Problem to work on - Repeat the listing in full. Nothing may be added or left out.

★ ★ ★ ★

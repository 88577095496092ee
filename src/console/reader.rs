use std::{
    collections::VecDeque,
    io::{self, BufRead},
};

// Splits a line into whitespace separated words, cutting any word longer than
// `max_len` bytes into consecutive pieces of at most `max_len` bytes. Cuts land
// on char boundaries; a piece always holds at least one char, so a limit below
// a char's encoded width yields that char alone.
pub fn split_bounded(line: &str, max_len: usize) -> Vec<String> {
    let max_len = max_len.max(1);
    let mut tokens = vec![];
    for word in line.split_ascii_whitespace() {
        let mut rest = word;
        while !rest.is_empty() {
            let mut end = max_len.min(rest.len());
            while !rest.is_char_boundary(end) {
                end -= 1;
            }
            if end == 0 {
                end = rest.chars().next().map_or(rest.len(), char::len_utf8);
            }
            let (head, tail) = rest.split_at(end);
            tokens.push(head.to_string());
            rest = tail;
        }
    }
    tokens
}

// Pulls bounded tokens out of a line oriented reader, one at a time.
pub struct Tokens<R> {
    input: R,
    buffer: String,
    pending: VecDeque<String>,
    max_len: usize,
}

impl<R: BufRead> Tokens<R> {
    pub fn new(input: R, max_len: usize) -> Tokens<R> {
        Tokens {
            input,
            buffer: String::new(),
            pending: VecDeque::new(),
            max_len,
        }
    }
}

impl<R: BufRead> Iterator for Tokens<R> {
    type Item = io::Result<String>;

    fn next(&mut self) -> Option<Self::Item> {
        while self.pending.is_empty() {
            self.buffer.clear();
            match self.input.read_line(&mut self.buffer) {
                Ok(0) => return None,
                Ok(_) => self
                    .pending
                    .extend(split_bounded(&self.buffer, self.max_len)),
                Err(e) => return Some(Err(e)),
            }
        }
        self.pending.pop_front().map(Ok)
    }
}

★ ★ ★ ★

Response to this task -
repository 88577095496092ee
filename src/console/reader.rs
use std::{
    collections::VecDeque,
    io::{self, BufRead},
};

// Splits a line into whitespace separated words, cutting any word longer than
// `max_len` bytes into consecutive pieces of at most `max_len` bytes. Cuts land
// on char boundaries; a piece always holds at least one char, so a limit below
// a char's encoded width yields that char alone.
pub fn split_bounded(line: &str, max_len: usize) -> Vec<String> {
    let max_len = max_len.max(1);
    let mut tokens = vec![];
    for word in line.split_ascii_whitespace() {
        let mut rest = word;
        while !rest.is_empty() {
            let mut end = max_len.min(rest.len());
            while !rest.is_char_boundary(end) {
                end -= 1;
            }
            if end == 0 {
                end = rest.chars().next().map_or(rest.len(), char::len_utf8);
            }
            let (head, tail) = rest.split_at(end);
            tokens.push(head.to_string());
            rest = tail;
        }
    }
    tokens
}

// Pulls bounded tokens out of a line oriented reader, one at a time.
pub struct Tokens<R> {
    input: R,
    buffer: String,
    pending: VecDeque<String>,
    max_len: usize,
}

impl<R: BufRead> Tokens<R> {
    pub fn new(input: R, max_len: usize) -> Tokens<R> {
        Tokens {
            input,
            buffer: String::new(),
            pending: VecDeque::new(),
            max_len,
        }
    }
}

impl<R: BufRead> Iterator for Tokens<R> {
    type Item = io::Result<String>;

    fn next(&mut self) -> Option<Self::Item> {
        while self.pending.is_empty() {
            self.buffer.clear();
            match self.input.read_line(&mut self.buffer) {
                Ok(0) => return None,
                Ok(_) => self
                    .pending
                    .extend(split_bounded(&self.buffer, self.max_len)),
                Err(e) => return Some(Err(e)),
            }
        }
        self.pending.pop_front().map(Ok)
    }
}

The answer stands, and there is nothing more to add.